• Problem requirements:
Return the records exactly, keeping every line as it is.

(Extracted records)
□ □ □ □
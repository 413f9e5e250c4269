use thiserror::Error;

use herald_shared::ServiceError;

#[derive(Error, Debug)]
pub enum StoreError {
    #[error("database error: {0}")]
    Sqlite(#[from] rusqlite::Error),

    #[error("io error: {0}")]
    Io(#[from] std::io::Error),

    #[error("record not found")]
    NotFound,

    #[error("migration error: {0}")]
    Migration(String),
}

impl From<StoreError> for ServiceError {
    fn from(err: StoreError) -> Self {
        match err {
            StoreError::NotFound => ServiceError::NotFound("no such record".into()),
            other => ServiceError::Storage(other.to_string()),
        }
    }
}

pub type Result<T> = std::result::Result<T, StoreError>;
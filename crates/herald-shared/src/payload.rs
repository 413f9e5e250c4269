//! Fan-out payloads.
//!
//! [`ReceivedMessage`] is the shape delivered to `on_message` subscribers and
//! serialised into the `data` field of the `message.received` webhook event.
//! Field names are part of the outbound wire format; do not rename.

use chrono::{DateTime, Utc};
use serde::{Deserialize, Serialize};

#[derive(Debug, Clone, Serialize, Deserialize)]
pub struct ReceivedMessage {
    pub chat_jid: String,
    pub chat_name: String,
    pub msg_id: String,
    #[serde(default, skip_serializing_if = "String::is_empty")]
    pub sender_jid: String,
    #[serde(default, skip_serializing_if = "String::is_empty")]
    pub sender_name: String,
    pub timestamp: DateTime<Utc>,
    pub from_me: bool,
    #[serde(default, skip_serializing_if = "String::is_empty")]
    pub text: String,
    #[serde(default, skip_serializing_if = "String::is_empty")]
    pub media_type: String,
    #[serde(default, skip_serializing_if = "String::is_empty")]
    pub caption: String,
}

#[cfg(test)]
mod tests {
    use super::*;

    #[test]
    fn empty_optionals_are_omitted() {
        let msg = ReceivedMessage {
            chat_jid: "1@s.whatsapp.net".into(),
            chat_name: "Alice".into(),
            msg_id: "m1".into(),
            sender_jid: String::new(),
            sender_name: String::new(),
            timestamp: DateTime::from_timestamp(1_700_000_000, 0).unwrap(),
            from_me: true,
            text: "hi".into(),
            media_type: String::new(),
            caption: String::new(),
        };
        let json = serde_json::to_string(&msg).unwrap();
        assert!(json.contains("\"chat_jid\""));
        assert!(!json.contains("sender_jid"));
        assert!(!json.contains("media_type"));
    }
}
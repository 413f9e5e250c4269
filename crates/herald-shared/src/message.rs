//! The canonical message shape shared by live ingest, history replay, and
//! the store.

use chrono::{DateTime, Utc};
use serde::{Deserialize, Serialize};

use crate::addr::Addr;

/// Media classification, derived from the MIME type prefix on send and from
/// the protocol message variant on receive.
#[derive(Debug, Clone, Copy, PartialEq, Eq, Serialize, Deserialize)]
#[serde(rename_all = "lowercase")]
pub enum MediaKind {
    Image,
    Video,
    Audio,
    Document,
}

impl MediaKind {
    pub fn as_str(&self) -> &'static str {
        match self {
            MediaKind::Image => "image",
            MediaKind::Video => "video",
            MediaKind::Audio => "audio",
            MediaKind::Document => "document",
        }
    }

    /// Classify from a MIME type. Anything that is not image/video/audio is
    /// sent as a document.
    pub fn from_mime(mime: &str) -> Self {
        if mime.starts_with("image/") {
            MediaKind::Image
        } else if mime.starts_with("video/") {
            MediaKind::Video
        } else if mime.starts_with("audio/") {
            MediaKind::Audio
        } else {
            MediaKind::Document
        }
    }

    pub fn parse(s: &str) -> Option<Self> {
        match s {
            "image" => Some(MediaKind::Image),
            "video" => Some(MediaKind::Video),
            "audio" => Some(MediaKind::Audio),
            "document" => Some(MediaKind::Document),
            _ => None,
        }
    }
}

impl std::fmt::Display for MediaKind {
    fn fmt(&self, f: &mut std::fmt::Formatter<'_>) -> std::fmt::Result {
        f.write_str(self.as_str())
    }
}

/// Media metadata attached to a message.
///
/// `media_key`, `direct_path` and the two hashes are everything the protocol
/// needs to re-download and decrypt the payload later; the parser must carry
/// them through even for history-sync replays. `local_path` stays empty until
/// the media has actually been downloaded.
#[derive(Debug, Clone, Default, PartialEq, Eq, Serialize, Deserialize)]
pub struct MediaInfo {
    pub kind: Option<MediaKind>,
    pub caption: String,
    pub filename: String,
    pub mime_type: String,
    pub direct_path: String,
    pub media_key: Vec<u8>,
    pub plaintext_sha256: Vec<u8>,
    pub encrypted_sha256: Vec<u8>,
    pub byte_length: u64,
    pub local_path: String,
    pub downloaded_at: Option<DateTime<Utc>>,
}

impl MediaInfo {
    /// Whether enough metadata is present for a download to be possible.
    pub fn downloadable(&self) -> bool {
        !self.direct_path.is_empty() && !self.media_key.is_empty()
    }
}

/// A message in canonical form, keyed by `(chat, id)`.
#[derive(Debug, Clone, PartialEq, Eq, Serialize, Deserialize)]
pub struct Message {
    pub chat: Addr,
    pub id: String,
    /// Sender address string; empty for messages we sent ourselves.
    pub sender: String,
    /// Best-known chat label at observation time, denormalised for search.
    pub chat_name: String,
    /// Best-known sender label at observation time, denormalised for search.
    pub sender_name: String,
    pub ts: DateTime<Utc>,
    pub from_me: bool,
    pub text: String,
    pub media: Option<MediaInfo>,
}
□ □ □ □
• Task solution:
repository 413f9e5e250c4269
use thiserror::Error;

use herald_shared::ServiceError;

#[derive(Error, Debug)]
pub enum StoreError {
    #[error("database error: {0}")]
    Sqlite(#[from] rusqlite::Error),

    #[error("io error: {0}")]
    Io(#[from] std::io::Error),

    #[error("record not found")]
    NotFound,

    #[error("migration error: {0}")]
    Migration(String),
}

impl From<StoreError> for ServiceError {
    fn from(err: StoreError) -> Self {
        match err {
            StoreError::NotFound => ServiceError::NotFound("no such record".into()),
            other => ServiceError::Storage(other.to_string()),
        }
    }
}

pub type Result<T> = std::result::Result<T, StoreError>;
filename crates/herald-shared/src/payload.rs
repository 413f9e5e250c4269
//! Fan-out payloads.
//!
//! [`ReceivedMessage`] is the shape delivered to `on_message` subscribers and
//! serialised into the `data` field of the `message.received` webhook event.
//! Field names are part of the outbound wire format; do not rename.

use chrono::{DateTime, Utc};
use serde::{Deserialize, Serialize};

#[derive(Debug, Clone, Serialize, Deserialize)]
pub struct ReceivedMessage {
    pub chat_jid: String,
    pub chat_name: String,
    pub msg_id: String,
    #[serde(default, skip_serializing_if = "String::is_empty")]
    pub sender_jid: String,
    #[serde(default, skip_serializing_if = "String::is_empty")]
    pub sender_name: String,
    pub timestamp: DateTime<Utc>,
    pub from_me: bool,
    #[serde(default, skip_serializing_if = "String::is_empty")]
    pub text: String,
    #[serde(default, skip_serializing_if = "String::is_empty")]
    pub media_type: String,
    #[serde(default, skip_serializing_if = "String::is_empty")]
    pub caption: String,
}

#[cfg(test)]
mod tests {
    use super::*;

    #[test]
    fn empty_optionals_are_omitted() {
        let msg = ReceivedMessage {
            chat_jid: "1@s.whatsapp.net".into(),
            chat_name: "Alice".into(),
            msg_id: "m1".into(),
            sender_jid: String::new(),
            sender_name: String::new(),
            timestamp: DateTime::from_timestamp(1_700_000_000, 0).unwrap(),
            from_me: true,
            text: "hi".into(),
            media_type: String::new(),
            caption: String::new(),
        };
        let json = serde_json::to_string(&msg).unwrap();
        assert!(json.contains("\"chat_jid\""));
        assert!(!json.contains("sender_jid"));
        assert!(!json.contains("media_type"));
    }
}
repository 413f9e5e250c4269
filename crates/herald-shared/src/message.rs
//! The canonical message shape shared by live ingest, history replay, and
//! the store.

use chrono::{DateTime, Utc};
use serde::{Deserialize, Serialize};

use crate::addr::Addr;

/// Media classification, derived from the MIME type prefix on send and from
/// the protocol message variant on receive.
#[derive(Debug, Clone, Copy, PartialEq, Eq, Serialize, Deserialize)]
#[serde(rename_all = "lowercase")]
pub enum MediaKind {
    Image,
    Video,
    Audio,
    Document,
}

impl MediaKind {
    pub fn as_str(&self) -> &'static str {
        match self {
            MediaKind::Image => "image",
            MediaKind::Video => "video",
            MediaKind::Audio => "audio",
            MediaKind::Document => "document",
        }
    }

    /// Classify from a MIME type. Anything that is not image/video/audio is
    /// sent as a document.
    pub fn from_mime(mime: &str) -> Self {
        if mime.starts_with("image/") {
            MediaKind::Image
        } else if mime.starts_with("video/") {
            MediaKind::Video
        } else if mime.starts_with("audio/") {
            MediaKind::Audio
        } else {
            MediaKind::Document
        }
    }

    pub fn parse(s: &str) -> Option<Self> {
        match s {
            "image" => Some(MediaKind::Image),
            "video" => Some(MediaKind::Video),
            "audio" => Some(MediaKind::Audio),
            "document" => Some(MediaKind::Document),
            _ => None,
        }
    }
}

impl std::fmt::Display for MediaKind {
    fn fmt(&self, f: &mut std::fmt::Formatter<'_>) -> std::fmt::Result {
        f.write_str(self.as_str())
    }
}

/// Media metadata attached to a message.
///
/// `media_key`, `direct_path` and the two hashes are everything the protocol
/// needs to re-download and decrypt the payload later; the parser must carry
/// them through even for history-sync replays. `local_path` stays empty until
/// the media has actually been downloaded.
#[derive(Debug, Clone, Default, PartialEq, Eq, Serialize, Deserialize)]
pub struct MediaInfo {
    pub kind: Option<MediaKind>,
    pub caption: String,
    pub filename: String,
    pub mime_type: String,
    pub direct_path: String,
    pub media_key: Vec<u8>,
    pub plaintext_sha256: Vec<u8>,
    pub encrypted_sha256: Vec<u8>,
    pub byte_length: u64,
    pub local_path: String,
    pub downloaded_at: Option<DateTime<Utc>>,
}

impl MediaInfo {
    /// Whether enough metadata is present for a download to be possible.
    pub fn downloadable(&self) -> bool {
        !self.direct_path.is_empty() && !self.media_key.is_empty()
    }
}

/// A message in canonical form, keyed by `(chat, id)`.
#[derive(Debug, Clone, PartialEq, Eq, Serialize, Deserialize)]
pub struct Message {
    pub chat: Addr,
    pub id: String,
    /// Sender address string; empty for messages we sent ourselves.
    pub sender: String,
    /// Best-known chat label at observation time, denormalised for search.
    pub chat_name: String,
    /// Best-known sender label at observation time, denormalised for search.
    pub sender_name: String,
    pub ts: DateTime<Utc>,
    pub from_me: bool,
    pub text: String,
    pub media: Option<MediaInfo>,
}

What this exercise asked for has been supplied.